↓↓↓

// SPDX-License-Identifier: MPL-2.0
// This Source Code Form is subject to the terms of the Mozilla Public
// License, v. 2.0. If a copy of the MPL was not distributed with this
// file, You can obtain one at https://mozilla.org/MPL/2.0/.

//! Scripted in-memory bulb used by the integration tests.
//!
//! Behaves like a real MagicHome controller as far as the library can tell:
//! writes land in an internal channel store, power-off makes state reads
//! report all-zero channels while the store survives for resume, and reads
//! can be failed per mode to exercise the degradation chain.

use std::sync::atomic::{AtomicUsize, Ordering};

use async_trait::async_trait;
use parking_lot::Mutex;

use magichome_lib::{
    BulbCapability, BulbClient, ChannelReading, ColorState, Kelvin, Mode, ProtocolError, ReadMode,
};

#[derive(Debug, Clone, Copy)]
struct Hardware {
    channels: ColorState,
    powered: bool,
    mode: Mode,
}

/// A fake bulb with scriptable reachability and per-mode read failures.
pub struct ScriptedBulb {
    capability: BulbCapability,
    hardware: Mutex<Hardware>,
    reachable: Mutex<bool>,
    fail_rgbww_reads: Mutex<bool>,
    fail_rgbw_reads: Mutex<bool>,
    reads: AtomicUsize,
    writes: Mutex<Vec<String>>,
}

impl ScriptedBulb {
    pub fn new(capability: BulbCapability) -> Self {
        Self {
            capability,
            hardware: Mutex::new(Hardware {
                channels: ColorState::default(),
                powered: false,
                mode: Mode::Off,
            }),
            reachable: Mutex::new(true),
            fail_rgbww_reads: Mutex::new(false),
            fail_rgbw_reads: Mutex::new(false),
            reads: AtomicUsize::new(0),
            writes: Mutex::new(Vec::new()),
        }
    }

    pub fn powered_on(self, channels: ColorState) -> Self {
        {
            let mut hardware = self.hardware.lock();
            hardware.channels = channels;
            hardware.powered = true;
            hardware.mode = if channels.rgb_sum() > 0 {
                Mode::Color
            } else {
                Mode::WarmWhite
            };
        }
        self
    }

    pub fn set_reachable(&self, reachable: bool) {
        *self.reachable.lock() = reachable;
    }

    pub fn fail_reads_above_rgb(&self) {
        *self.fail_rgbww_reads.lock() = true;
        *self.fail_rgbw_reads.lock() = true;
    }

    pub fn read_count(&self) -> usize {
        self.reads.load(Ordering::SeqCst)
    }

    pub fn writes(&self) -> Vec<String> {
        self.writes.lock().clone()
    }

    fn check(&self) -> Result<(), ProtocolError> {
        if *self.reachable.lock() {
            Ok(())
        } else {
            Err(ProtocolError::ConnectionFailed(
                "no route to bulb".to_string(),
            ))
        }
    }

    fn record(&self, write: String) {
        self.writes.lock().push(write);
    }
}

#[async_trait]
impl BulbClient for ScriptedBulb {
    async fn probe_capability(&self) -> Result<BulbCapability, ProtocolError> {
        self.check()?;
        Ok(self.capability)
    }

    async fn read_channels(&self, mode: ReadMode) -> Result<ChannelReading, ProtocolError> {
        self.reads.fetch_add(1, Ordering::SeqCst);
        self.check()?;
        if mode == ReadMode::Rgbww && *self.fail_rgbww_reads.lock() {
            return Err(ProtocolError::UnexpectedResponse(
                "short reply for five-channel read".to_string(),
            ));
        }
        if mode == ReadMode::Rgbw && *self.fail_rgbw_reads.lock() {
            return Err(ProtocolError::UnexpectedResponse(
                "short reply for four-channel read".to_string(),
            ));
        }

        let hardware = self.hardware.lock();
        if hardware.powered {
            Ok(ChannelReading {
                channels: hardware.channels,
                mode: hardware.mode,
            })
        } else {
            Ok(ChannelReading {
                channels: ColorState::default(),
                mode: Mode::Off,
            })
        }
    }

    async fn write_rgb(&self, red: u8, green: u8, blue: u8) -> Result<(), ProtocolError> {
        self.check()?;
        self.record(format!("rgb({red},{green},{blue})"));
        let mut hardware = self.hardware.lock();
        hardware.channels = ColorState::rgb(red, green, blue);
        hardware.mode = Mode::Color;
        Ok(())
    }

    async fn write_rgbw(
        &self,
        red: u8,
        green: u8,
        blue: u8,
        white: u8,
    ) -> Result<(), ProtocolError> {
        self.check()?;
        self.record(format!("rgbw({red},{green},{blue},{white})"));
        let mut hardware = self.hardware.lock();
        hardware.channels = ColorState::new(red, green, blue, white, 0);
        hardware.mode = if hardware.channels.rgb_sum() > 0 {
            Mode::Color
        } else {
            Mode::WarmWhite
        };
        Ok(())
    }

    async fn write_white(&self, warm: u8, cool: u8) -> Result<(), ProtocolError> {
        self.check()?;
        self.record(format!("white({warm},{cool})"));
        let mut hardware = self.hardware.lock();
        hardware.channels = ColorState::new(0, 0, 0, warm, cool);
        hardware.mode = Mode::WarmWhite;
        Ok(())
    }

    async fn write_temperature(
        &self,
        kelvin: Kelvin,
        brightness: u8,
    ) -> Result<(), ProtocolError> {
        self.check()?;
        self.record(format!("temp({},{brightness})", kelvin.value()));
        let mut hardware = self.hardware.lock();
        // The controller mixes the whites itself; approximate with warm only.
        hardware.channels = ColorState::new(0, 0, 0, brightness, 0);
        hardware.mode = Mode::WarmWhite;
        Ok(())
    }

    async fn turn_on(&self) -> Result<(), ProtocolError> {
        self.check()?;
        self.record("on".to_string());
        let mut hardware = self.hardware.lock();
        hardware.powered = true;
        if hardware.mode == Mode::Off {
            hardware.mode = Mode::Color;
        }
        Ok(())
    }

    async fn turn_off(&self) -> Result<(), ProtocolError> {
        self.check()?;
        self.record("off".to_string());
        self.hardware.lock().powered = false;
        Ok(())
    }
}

↑↑↑
↓↓↓

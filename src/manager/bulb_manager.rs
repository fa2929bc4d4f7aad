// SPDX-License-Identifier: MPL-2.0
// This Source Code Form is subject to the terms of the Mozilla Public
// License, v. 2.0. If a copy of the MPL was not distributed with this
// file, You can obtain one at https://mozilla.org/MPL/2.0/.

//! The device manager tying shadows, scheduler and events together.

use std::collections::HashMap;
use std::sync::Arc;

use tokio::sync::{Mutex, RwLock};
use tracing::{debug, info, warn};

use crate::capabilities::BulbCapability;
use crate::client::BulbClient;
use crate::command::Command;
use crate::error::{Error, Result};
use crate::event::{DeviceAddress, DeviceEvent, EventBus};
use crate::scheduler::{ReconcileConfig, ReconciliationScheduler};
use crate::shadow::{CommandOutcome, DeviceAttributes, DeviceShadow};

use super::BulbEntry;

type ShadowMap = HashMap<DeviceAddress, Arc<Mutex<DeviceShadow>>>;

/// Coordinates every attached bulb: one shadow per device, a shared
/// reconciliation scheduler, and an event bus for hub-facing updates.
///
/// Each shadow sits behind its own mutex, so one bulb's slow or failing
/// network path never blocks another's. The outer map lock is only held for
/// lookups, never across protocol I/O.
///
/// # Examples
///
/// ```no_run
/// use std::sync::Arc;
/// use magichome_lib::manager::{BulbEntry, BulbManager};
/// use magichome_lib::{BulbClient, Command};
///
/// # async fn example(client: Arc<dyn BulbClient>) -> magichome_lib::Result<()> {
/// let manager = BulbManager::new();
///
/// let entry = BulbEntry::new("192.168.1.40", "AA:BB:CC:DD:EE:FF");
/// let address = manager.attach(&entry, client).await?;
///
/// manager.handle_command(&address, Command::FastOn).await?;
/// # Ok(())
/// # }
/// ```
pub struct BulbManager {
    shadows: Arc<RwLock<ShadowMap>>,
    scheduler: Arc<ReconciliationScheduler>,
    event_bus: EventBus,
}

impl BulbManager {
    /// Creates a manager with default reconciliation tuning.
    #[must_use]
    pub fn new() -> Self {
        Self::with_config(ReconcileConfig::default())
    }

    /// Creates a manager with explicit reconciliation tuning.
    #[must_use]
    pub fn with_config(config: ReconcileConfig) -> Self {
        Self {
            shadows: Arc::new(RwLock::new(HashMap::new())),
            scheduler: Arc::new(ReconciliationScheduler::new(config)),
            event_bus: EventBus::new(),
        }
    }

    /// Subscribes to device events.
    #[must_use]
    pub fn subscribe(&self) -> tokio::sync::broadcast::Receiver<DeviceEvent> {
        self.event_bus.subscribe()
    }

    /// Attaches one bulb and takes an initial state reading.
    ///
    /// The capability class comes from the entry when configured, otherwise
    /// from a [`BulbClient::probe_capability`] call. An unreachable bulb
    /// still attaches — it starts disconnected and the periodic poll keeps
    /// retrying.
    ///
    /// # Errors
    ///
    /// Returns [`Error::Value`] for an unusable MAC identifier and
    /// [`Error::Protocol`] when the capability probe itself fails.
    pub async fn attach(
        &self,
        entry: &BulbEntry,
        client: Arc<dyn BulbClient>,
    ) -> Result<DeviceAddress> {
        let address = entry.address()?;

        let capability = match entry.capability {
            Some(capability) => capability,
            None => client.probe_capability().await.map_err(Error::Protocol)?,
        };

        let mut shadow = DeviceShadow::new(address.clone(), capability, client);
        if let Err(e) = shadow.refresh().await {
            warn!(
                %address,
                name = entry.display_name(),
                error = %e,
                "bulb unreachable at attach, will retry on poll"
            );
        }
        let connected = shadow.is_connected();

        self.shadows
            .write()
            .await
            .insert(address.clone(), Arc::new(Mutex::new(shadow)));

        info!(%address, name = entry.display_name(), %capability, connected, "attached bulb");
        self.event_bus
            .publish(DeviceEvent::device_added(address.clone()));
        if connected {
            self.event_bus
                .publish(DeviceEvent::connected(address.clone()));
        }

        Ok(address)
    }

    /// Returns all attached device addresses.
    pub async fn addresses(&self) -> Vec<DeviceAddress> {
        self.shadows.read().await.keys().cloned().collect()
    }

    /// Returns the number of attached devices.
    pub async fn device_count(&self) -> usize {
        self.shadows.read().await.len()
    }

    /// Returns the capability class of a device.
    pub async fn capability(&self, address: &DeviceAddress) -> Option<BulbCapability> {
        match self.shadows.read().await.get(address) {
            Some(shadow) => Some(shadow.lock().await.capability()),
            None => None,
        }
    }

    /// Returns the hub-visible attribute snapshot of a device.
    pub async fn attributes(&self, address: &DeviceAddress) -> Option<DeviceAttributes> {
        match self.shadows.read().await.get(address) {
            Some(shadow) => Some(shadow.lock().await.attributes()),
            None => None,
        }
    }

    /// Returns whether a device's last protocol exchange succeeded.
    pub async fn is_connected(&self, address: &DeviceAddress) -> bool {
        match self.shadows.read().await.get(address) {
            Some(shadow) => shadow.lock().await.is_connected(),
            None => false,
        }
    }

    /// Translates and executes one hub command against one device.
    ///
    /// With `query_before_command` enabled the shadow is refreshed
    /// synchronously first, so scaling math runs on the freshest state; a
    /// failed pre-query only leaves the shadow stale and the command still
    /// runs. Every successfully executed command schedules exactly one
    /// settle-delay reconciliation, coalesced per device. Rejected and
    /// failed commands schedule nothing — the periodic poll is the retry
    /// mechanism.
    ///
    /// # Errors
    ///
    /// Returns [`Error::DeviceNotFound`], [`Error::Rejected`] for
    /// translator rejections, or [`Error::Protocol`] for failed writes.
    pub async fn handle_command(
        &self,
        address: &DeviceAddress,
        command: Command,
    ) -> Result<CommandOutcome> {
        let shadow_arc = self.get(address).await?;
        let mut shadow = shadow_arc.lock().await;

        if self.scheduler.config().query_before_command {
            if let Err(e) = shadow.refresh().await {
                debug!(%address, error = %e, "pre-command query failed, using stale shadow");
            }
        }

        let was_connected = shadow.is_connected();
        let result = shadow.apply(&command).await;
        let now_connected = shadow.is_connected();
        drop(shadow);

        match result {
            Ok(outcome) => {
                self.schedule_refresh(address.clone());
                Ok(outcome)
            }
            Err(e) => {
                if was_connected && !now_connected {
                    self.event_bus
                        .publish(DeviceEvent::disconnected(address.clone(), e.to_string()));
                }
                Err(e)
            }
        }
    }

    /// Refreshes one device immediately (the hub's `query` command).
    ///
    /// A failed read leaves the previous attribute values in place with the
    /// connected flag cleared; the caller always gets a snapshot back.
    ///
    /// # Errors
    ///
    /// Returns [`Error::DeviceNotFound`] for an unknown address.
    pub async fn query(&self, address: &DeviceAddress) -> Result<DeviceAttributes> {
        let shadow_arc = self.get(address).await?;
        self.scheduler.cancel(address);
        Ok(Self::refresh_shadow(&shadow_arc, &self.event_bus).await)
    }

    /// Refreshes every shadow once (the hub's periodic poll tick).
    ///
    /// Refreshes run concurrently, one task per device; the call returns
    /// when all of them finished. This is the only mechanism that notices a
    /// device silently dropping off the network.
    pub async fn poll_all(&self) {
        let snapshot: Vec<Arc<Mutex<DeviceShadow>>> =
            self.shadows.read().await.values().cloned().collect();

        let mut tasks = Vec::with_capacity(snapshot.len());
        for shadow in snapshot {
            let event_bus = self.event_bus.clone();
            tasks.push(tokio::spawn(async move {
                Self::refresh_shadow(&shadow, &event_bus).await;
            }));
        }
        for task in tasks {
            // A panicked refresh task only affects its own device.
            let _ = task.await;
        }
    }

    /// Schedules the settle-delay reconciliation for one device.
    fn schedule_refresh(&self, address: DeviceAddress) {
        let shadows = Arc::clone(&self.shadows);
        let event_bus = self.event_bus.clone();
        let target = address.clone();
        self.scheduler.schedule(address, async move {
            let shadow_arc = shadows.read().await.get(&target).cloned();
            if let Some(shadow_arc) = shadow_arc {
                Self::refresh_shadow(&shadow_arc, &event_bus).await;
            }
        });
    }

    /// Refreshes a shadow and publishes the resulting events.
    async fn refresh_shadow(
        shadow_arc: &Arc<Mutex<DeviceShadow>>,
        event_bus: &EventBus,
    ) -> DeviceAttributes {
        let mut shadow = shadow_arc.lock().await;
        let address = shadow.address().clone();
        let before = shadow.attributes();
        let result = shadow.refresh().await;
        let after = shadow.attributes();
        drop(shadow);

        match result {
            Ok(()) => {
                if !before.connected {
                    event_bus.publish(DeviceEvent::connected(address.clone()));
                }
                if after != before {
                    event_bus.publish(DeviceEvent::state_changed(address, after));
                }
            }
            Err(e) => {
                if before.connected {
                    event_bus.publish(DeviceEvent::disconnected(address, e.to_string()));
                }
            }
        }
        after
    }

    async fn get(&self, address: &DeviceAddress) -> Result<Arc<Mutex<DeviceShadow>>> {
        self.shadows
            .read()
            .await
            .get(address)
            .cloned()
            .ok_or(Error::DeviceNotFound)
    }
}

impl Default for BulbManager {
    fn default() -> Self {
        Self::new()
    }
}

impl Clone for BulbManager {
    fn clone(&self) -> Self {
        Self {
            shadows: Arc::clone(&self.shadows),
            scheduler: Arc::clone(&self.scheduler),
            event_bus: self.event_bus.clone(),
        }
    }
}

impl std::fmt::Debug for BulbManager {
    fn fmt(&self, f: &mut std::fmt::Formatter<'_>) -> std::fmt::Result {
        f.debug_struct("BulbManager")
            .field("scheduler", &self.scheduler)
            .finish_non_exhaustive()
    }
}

↑↑↑

> _Task to complete_: Wherever "periodic" turns up in the records, copy the whole line.

> _Finished exercise_:
    /// still attaches — it starts disconnected and the periodic poll keeps
    /// failed commands schedule nothing — the periodic poll is the retry
    /// Refreshes every shadow once (the hub's periodic poll tick).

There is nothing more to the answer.